> **TASK DETAILS**:
Using the listing, copy each whole line that features "async".

[[ ENTRIES SUPPLIED, beginning ]]

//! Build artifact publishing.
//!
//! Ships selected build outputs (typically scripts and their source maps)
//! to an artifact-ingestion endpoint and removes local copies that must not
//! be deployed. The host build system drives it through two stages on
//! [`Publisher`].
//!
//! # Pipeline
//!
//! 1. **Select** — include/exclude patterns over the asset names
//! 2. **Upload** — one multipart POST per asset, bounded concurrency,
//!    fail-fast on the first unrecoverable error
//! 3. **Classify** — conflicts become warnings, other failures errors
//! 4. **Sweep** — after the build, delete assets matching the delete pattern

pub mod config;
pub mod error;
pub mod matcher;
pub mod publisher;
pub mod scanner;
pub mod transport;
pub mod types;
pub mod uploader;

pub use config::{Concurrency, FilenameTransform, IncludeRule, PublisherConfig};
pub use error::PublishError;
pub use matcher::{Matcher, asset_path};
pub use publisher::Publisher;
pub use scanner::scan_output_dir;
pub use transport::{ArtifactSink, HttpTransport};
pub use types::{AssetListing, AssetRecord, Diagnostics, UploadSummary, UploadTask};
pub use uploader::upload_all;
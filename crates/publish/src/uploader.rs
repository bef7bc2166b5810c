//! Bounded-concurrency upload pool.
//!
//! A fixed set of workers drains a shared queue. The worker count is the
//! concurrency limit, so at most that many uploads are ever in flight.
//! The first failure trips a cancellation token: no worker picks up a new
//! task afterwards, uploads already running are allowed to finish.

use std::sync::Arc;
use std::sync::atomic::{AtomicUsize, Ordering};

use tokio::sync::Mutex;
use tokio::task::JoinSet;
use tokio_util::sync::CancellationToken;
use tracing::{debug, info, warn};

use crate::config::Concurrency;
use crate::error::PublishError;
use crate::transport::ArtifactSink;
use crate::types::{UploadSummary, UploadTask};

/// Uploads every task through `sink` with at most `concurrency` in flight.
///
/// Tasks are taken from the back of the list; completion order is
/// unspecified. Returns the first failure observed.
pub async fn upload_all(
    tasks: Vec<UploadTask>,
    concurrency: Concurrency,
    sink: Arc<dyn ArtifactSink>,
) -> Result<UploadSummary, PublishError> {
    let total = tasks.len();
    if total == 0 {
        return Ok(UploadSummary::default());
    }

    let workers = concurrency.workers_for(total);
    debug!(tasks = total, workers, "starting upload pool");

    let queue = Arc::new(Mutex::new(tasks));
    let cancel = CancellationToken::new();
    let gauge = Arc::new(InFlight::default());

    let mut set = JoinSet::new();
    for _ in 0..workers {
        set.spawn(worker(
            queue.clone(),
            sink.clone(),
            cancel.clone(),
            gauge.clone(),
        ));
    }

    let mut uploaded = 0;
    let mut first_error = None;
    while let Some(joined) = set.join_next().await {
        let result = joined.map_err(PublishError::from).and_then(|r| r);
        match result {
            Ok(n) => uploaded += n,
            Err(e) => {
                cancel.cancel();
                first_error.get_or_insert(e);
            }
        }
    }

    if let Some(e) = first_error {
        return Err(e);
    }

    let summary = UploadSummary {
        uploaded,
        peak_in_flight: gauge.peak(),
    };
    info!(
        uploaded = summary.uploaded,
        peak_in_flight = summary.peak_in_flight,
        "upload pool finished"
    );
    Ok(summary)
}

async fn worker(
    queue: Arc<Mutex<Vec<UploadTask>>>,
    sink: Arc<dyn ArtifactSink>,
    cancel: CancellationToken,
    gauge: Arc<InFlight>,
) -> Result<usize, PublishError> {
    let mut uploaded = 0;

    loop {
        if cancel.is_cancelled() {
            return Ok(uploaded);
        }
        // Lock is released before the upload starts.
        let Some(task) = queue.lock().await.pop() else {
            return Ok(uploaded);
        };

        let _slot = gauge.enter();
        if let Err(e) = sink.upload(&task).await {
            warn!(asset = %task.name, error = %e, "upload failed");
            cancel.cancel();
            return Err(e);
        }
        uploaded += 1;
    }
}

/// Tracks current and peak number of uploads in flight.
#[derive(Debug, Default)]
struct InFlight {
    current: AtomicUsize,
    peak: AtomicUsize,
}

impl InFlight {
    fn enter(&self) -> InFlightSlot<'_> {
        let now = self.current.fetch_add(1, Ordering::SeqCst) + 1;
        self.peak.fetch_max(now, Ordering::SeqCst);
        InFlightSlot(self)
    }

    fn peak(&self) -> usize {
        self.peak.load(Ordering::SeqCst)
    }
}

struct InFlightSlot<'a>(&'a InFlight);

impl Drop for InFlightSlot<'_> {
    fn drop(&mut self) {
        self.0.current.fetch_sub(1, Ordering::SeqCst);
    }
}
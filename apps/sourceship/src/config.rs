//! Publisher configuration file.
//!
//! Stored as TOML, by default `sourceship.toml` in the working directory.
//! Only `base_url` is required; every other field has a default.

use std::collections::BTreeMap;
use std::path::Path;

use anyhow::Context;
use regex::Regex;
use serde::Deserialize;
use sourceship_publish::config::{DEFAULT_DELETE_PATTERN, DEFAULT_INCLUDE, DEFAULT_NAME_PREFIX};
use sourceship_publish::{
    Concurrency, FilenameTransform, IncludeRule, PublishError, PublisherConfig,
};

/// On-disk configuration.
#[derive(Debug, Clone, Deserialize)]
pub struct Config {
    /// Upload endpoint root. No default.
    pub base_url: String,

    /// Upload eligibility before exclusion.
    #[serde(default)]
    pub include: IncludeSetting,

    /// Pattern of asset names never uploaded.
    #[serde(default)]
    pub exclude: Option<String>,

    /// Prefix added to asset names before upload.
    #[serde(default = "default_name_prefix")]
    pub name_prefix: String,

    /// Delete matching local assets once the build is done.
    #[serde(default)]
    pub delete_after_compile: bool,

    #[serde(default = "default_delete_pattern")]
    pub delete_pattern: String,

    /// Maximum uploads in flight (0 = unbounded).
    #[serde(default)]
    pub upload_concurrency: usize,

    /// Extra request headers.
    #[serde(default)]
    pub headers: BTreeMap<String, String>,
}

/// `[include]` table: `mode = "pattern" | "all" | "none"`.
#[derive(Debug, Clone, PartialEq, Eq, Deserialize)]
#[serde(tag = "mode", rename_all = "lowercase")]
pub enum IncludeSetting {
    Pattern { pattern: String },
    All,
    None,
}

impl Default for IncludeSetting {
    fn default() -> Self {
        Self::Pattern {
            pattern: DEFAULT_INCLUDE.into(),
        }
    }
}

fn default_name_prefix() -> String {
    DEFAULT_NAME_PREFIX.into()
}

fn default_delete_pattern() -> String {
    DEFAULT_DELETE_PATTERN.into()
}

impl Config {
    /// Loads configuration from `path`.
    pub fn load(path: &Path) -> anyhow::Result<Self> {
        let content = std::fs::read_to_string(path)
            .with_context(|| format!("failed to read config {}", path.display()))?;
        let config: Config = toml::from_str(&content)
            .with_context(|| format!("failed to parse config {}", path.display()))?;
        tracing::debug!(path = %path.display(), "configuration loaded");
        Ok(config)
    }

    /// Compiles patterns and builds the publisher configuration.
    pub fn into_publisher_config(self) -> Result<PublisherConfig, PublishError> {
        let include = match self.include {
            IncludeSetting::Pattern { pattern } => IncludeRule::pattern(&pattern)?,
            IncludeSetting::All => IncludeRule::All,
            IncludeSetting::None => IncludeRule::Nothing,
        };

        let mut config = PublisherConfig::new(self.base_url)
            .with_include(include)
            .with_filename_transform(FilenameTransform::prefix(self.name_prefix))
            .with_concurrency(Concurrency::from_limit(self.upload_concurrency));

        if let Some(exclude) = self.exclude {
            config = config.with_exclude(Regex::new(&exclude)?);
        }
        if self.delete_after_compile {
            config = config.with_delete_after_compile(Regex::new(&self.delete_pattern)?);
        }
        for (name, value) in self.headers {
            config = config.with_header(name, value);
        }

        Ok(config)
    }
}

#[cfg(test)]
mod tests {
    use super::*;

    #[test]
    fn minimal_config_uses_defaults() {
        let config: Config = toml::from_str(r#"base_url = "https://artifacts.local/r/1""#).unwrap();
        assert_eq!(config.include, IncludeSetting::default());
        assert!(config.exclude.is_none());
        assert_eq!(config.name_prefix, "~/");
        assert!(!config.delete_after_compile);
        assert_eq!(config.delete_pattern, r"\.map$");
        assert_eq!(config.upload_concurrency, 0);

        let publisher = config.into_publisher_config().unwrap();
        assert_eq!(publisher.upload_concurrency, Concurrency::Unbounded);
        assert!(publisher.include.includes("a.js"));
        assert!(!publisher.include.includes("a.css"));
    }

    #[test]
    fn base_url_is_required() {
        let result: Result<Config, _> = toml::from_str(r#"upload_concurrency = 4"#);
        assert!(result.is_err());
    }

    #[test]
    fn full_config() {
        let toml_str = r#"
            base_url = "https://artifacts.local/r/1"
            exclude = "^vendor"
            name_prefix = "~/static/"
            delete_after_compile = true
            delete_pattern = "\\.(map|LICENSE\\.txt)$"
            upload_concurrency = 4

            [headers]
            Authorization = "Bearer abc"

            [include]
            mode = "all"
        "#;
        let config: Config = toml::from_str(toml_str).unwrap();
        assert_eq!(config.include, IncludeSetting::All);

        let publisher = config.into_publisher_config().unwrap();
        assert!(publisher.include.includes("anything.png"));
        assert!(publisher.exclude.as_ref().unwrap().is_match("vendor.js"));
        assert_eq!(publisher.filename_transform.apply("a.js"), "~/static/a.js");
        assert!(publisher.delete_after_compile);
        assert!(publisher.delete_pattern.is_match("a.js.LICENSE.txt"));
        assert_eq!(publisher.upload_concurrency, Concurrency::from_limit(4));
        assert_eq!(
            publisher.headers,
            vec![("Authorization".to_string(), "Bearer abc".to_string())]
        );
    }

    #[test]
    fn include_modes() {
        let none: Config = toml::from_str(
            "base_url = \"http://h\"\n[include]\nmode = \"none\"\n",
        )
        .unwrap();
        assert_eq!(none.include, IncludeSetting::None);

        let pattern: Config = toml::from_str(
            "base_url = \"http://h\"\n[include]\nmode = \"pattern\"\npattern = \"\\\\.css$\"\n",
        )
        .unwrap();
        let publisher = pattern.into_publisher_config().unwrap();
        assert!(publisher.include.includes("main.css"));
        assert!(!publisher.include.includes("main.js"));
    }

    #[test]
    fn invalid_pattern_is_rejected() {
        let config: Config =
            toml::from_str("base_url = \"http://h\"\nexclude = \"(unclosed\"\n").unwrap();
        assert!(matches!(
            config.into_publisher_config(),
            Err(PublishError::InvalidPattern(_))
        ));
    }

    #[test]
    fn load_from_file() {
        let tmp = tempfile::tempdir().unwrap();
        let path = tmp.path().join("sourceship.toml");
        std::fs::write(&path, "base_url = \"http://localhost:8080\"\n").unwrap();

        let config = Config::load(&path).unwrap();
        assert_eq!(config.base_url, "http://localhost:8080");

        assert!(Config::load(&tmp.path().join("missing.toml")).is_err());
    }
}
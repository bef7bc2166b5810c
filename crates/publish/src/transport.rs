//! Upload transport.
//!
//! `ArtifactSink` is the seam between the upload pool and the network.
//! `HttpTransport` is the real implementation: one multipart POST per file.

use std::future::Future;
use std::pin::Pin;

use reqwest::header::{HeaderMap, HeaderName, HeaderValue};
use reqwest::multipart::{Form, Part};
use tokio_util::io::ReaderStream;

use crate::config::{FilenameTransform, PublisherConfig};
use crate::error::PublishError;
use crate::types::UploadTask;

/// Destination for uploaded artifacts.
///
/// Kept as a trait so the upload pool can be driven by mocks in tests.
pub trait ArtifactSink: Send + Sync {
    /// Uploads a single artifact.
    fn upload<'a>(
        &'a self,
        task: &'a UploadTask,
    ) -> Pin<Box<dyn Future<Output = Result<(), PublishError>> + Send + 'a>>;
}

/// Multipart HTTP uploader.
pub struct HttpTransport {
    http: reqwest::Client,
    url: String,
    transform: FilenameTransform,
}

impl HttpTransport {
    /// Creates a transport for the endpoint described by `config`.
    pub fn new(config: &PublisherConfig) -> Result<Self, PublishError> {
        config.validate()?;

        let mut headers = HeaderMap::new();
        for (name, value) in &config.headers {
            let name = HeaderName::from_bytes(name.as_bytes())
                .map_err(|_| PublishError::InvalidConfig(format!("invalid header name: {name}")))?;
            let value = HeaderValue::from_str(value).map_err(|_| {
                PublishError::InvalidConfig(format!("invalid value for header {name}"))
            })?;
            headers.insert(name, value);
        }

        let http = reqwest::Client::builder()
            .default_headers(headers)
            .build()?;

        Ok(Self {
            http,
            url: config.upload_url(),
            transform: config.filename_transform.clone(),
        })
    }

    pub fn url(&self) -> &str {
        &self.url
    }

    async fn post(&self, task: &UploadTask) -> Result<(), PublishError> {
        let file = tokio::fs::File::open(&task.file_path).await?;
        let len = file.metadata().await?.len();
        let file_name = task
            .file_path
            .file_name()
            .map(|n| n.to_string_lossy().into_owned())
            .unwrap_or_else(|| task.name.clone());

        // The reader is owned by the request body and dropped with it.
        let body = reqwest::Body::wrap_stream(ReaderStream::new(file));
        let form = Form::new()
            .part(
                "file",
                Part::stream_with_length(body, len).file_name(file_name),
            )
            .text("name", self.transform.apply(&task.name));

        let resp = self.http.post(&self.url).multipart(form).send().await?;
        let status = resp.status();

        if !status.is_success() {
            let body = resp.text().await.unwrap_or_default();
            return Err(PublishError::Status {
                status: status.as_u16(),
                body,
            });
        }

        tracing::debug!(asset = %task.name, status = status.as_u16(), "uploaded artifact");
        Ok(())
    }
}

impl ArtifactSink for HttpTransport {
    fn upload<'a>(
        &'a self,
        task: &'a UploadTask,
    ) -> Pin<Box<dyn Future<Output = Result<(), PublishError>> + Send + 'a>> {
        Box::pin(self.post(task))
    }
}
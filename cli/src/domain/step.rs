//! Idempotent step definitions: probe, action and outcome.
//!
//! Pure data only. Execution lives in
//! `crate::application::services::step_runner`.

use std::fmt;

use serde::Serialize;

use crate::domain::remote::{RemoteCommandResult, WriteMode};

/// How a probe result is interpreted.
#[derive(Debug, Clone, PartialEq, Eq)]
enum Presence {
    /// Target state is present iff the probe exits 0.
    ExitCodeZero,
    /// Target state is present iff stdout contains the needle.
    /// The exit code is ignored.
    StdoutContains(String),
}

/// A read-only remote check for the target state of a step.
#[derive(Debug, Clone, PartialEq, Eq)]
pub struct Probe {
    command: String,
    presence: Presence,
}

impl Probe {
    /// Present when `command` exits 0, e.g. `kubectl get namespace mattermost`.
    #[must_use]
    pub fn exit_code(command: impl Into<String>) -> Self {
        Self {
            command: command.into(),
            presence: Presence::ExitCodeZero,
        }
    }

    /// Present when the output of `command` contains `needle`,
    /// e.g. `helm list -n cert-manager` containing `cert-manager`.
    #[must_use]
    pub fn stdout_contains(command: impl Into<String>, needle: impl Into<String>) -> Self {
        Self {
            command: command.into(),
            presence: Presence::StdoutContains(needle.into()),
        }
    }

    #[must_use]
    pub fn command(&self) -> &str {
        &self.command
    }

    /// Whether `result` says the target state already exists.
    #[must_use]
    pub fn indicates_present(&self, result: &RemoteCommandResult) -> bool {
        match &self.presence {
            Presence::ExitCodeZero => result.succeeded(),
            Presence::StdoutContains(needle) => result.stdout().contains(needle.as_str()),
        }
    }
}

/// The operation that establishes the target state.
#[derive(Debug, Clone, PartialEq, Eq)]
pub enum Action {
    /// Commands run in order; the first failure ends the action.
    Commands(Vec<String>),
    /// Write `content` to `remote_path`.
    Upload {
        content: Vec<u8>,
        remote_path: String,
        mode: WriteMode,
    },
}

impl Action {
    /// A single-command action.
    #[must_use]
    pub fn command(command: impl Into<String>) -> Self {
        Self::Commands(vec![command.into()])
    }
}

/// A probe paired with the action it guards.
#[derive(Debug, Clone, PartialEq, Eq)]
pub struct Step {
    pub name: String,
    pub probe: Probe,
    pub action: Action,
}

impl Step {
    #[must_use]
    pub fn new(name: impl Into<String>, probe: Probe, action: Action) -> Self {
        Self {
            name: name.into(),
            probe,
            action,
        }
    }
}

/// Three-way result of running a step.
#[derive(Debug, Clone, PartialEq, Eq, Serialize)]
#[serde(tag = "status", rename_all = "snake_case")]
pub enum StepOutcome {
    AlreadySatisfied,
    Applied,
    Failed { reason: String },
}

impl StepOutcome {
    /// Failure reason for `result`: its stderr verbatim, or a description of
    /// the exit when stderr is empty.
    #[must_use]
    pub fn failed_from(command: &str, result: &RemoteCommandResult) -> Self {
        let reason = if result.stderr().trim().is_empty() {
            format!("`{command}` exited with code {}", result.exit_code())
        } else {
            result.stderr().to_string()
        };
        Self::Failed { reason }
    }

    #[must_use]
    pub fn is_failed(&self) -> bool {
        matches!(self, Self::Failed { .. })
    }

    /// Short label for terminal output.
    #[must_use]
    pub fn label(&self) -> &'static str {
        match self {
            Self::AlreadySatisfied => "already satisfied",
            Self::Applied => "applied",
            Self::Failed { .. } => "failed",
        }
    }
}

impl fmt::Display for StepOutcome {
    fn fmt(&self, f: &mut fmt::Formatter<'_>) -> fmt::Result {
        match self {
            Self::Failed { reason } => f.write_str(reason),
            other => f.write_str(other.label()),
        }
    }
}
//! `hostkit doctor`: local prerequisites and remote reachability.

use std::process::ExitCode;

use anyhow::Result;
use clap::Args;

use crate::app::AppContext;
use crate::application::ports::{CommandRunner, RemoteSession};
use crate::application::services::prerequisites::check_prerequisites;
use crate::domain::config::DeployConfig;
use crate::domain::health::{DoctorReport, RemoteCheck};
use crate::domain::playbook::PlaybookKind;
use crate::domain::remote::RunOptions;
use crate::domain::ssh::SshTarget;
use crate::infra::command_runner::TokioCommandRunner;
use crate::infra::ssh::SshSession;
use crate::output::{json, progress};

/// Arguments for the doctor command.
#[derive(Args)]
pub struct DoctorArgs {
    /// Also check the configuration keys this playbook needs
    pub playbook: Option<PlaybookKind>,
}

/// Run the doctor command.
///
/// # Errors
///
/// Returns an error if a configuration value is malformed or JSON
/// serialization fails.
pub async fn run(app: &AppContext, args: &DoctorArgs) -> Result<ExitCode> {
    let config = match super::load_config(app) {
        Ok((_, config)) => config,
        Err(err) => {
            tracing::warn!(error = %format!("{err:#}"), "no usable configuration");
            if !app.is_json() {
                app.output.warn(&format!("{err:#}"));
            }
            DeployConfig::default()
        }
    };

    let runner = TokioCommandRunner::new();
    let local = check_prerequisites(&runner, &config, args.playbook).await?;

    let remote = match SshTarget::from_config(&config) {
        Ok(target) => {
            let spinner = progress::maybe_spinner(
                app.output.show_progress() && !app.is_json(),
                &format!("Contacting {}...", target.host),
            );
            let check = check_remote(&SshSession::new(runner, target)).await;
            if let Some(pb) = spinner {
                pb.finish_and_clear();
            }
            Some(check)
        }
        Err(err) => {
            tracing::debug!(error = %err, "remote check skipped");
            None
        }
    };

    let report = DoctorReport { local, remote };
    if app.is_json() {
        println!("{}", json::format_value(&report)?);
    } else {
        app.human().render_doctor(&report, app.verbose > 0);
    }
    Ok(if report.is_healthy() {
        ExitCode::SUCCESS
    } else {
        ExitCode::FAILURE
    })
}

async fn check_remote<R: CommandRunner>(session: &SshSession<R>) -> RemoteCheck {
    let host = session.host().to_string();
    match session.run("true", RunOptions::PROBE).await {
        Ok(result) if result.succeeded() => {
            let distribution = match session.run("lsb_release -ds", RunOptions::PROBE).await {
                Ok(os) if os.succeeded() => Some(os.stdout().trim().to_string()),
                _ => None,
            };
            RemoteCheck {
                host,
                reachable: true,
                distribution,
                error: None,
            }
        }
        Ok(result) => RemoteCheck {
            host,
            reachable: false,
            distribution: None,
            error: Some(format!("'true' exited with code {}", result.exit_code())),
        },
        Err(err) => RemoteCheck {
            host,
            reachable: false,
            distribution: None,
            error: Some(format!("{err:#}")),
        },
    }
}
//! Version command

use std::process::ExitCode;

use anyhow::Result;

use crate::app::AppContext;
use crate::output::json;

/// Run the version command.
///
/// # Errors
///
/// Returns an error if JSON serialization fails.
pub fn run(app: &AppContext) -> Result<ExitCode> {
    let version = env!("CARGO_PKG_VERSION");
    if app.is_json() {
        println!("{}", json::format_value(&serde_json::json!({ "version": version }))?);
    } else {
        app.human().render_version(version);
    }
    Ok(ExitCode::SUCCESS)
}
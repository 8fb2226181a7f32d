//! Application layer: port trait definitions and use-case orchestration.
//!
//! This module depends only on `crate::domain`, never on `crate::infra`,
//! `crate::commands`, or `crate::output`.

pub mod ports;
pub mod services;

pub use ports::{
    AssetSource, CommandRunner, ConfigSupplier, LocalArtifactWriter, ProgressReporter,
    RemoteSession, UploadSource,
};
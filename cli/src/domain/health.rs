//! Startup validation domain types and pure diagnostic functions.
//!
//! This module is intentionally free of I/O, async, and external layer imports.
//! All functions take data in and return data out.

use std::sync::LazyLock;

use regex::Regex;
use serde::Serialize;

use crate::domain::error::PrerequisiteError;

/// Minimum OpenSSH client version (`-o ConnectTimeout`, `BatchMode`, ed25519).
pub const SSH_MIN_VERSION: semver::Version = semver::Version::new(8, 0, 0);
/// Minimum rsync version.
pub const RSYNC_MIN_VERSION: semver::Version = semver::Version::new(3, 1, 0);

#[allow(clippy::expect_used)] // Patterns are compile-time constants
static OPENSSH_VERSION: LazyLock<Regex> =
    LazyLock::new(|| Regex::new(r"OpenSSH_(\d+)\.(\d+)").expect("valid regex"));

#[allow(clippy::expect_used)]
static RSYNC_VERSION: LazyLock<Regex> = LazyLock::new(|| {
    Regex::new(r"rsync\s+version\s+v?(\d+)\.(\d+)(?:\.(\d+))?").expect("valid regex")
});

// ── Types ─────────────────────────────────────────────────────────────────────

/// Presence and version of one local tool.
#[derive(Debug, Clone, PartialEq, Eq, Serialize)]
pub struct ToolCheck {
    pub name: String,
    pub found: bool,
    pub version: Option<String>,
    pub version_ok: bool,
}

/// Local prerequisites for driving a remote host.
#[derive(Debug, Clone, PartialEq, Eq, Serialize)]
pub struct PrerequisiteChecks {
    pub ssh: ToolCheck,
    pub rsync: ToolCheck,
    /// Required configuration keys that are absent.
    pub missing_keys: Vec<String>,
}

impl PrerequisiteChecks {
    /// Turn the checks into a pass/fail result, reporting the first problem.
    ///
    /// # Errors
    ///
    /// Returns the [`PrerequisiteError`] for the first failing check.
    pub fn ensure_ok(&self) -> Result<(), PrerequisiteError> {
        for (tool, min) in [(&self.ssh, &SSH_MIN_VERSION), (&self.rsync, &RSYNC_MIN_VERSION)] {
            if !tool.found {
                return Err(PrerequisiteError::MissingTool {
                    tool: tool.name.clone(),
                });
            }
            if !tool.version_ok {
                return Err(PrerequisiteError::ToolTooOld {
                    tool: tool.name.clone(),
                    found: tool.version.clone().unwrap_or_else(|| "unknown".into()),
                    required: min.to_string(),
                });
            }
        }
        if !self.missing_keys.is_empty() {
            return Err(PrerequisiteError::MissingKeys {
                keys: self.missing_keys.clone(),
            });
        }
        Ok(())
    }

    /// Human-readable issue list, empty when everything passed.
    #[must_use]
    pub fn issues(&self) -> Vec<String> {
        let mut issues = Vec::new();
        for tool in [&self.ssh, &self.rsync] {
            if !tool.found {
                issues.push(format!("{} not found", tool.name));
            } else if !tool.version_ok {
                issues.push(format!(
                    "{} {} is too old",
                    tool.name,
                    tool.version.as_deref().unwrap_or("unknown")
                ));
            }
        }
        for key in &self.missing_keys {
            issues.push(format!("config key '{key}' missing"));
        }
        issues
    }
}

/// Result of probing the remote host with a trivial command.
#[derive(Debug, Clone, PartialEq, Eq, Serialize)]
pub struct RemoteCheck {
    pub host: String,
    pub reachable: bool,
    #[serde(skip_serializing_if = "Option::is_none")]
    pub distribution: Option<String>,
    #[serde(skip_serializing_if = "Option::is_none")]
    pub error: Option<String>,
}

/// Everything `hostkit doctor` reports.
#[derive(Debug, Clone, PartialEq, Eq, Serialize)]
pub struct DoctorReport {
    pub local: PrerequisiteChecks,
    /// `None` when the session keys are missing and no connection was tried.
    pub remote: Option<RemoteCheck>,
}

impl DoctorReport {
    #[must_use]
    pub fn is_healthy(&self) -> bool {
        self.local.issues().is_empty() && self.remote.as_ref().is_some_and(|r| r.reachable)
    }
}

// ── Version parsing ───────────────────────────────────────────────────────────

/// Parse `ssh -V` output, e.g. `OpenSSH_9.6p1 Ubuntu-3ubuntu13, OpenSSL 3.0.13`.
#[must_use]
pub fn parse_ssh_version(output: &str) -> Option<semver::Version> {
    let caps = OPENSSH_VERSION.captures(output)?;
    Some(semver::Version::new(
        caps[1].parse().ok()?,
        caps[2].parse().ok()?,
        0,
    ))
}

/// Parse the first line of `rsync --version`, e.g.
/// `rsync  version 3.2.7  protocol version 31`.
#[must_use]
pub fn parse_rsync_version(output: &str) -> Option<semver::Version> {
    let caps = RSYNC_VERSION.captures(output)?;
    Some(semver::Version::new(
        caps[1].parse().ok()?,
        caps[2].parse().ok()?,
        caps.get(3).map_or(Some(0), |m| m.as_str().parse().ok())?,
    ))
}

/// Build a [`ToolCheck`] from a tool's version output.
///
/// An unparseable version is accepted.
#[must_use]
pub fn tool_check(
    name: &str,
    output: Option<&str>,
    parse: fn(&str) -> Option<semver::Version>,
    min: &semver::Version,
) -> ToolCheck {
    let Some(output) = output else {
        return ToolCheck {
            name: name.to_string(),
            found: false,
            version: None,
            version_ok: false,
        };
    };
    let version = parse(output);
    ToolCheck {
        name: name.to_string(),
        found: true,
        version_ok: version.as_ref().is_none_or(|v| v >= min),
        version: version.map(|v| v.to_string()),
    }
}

[[ ENTRIES SUPPLIED, end ]]

> **FINAL ANSWER**:
pub async fn upload_all(
async fn worker(
    async fn post(&self, task: &UploadTask) -> Result<(), PublishError> {
pub async fn run(app: &AppContext, args: &DoctorArgs) -> Result<ExitCode> {
async fn check_remote<R: CommandRunner>(session: &SshSession<R>) -> RemoteCheck {
//! This module is intentionally free of I/O, async, and external layer imports.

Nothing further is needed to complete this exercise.